Here is my "factorielle" definition

double factorielle(double x){
    double resultat = 1;
    int i;

    if(x != 0){
        for (i=2;i<=x;i++)
        {
            resultat *= i;
        }
    }
    else{
        resultat = 1;
    }

    return resultat;
}

And values :

1 / 1
2 / 2
3 / 6
4 / 24
5 / 120
6 / 720
7 / 5040
8 / 40320
9 / 362880
10 / 3.6288e+006
11 / 3.99168e+007
12 / 4.79002e+008
13 / 6.22702e+009
14 / 8.71783e+010
15 / 1.30767e+012
16 / 2.09228e+013
17 / 3.55687e+014
18 / 6.40237e+015
19 / 1.21645e+017
20 / 2.4329e+018
È stato utile?

Soluzione

You're misunderstanding the purpose of the second formula you show.
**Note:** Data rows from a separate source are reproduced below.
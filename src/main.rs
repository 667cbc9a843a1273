use clap::Parser;
use ticksim::cli::{run, Cli};

fn main() -> std::process::ExitCode {
    run(Cli::parse())
}
//! Configuration validation.
//!
//! Validates the `[simulation]`, `[strategy]` and `[risk]` sections before a
//! run starts, so malformed configuration fails fast with a pointed message
//! instead of surfacing mid-pipeline.

use chrono::DateTime;

use crate::domain::error::TicksimError;
use crate::domain::rule_parser;
use crate::ports::config_port::ConfigPort;

pub fn validate_simulation_config(config: &dyn ConfigPort) -> Result<(), TicksimError> {
    validate_starting_equity(config)?;
    validate_data_dir(config)?;
    validate_symbol(config)?;
    validate_time_window(config)?;
    Ok(())
}

pub fn validate_strategy_config(config: &dyn ConfigPort) -> Result<(), TicksimError> {
    validate_entry_exit_rules(config)?;
    validate_max_holding_bars(config)?;
    validate_stop_loss(config)?;
    validate_take_profit(config)?;
    Ok(())
}

fn validate_starting_equity(config: &dyn ConfigPort) -> Result<(), TicksimError> {
    let value = config.get_double("simulation", "starting_equity", 0.0);
    if value <= 0.0 {
        return Err(TicksimError::ConfigInvalid {
            section: "simulation".to_string(),
            key: "starting_equity".to_string(),
            reason: "starting_equity must be positive".to_string(),
        });
    }
    Ok(())
}

fn validate_data_dir(config: &dyn ConfigPort) -> Result<(), TicksimError> {
    match config.get_string("simulation", "data_dir") {
        Some(s) if !s.trim().is_empty() => Ok(()),
        _ => Err(TicksimError::ConfigMissing {
            section: "simulation".to_string(),
            key: "data_dir".to_string(),
        }),
    }
}

fn validate_symbol(config: &dyn ConfigPort) -> Result<(), TicksimError> {
    match config.get_string("simulation", "symbol") {
        Some(s) if !s.trim().is_empty() => Ok(()),
        _ => Err(TicksimError::ConfigMissing {
            section: "simulation".to_string(),
            key: "symbol".to_string(),
        }),
    }
}

fn validate_time_window(config: &dyn ConfigPort) -> Result<(), TicksimError> {
    let start = parse_optional_time(config, "start")?;
    let end = parse_optional_time(config, "end")?;

    if let (Some(start), Some(end)) = (start, end) {
        if start >= end {
            return Err(TicksimError::ConfigInvalid {
                section: "simulation".to_string(),
                key: "start".to_string(),
                reason: "start must be before end".to_string(),
            });
        }
    }
    Ok(())
}

fn parse_optional_time(
    config: &dyn ConfigPort,
    key: &str,
) -> Result<Option<DateTime<chrono::Utc>>, TicksimError> {
    match config.get_string("simulation", key) {
        None => Ok(None),
        Some(s) => DateTime::parse_from_rfc3339(&s)
            .map(|t| Some(t.with_timezone(&chrono::Utc)))
            .map_err(|_| TicksimError::ConfigInvalid {
                section: "simulation".to_string(),
                key: key.to_string(),
                reason: format!("invalid {} timestamp, expected RFC 3339", key),
            }),
    }
}

fn validate_entry_exit_rules(config: &dyn ConfigPort) -> Result<(), TicksimError> {
    let entry = config
        .get_string("strategy", "entry")
        .ok_or_else(|| TicksimError::ConfigMissing {
            section: "strategy".to_string(),
            key: "entry".to_string(),
        })?;
    rule_parser::parse_entry(&entry).map_err(|e| TicksimError::ConfigInvalid {
        section: "strategy".to_string(),
        key: "entry".to_string(),
        reason: e.to_string(),
    })?;

    let exit = config
        .get_string("strategy", "exit")
        .ok_or_else(|| TicksimError::ConfigMissing {
            section: "strategy".to_string(),
            key: "exit".to_string(),
        })?;
    rule_parser::parse_exit(&exit).map_err(|e| TicksimError::ConfigInvalid {
        section: "strategy".to_string(),
        key: "exit".to_string(),
        reason: e.to_string(),
    })?;

    Ok(())
}

fn validate_max_holding_bars(config: &dyn ConfigPort) -> Result<(), TicksimError> {
    let value = config.get_int("risk", "max_holding_bars", 0);
    if value < 1 {
        return Err(TicksimError::ConfigInvalid {
            section: "risk".to_string(),
            key: "max_holding_bars".to_string(),
            reason: "max_holding_bars must be at least 1".to_string(),
        });
    }
    Ok(())
}

fn validate_stop_loss(config: &dyn ConfigPort) -> Result<(), TicksimError> {
    let value = config.get_double("risk", "stop_loss_pct", 0.0);
    if value < 0.0 || value >= 100.0 {
        return Err(TicksimError::ConfigInvalid {
            section: "risk".to_string(),
            key: "stop_loss_pct".to_string(),
            reason: "stop_loss_pct must be in [0, 100)".to_string(),
        });
    }
    Ok(())
}

fn validate_take_profit(config: &dyn ConfigPort) -> Result<(), TicksimError> {
    let value = config.get_double("risk", "take_profit_pct", 0.0);
    if value < 0.0 {
        return Err(TicksimError::ConfigInvalid {
            section: "risk".to_string(),
            key: "take_profit_pct".to_string(),
            reason: "take_profit_pct must be non-negative".to_string(),
        });
    }
    Ok(())
}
The idea is that you use that formula to compute each term in the sum from the preceding term, saving you from the need to use any pow or factorial calls.

#include <stdio.h>

double sinX(double x) {
  double term, total_so_far;
  int i;

  term = x;  /* First term in the expansion. */
  total_so_far = 0.0;
  for (i = 1; i <= 30; i++) {
    /* Add current term to sum. */
    total_so_far += term;
    /* Compute next term from the current one. */
    term *= -(x * x) / (2*i) / (2*i + 1);
  }
  return total_so_far;
}


int main(void) {
  /* testing */
  double x;
  int i;

  for (i = 0; i <= 10; i++) {
    x = i / 10.0;
    printf("sin(%f) is %f\n", x, sinX(x));
  }
  return 0;
}

And the results of running this code, on my machine:

sin(0.000000) is 0.000000
sin(0.100000) is 0.099833
sin(0.200000) is 0.198669
sin(0.300000) is 0.295520
sin(0.400000) is 0.389418
sin(0.500000) is 0.479426
sin(0.600000) is 0.564642
sin(0.700000) is 0.644218
sin(0.800000) is 0.717356
sin(0.900000) is 0.783327
sin(1.000000) is 0.841471

That should give you reasonable results for the range 0 to pi / 2. Outside that range you'll need to be a bit cleverer about the reduction you're using: simply reducing modulo pi / 2 won't give correct results. (Hint: it's safe to reduce modulo 2 * pi, since the sin function is periodic with period 2 * pi. Now use symmetries of the sin function to reduce to the range 0 to pi / 2.)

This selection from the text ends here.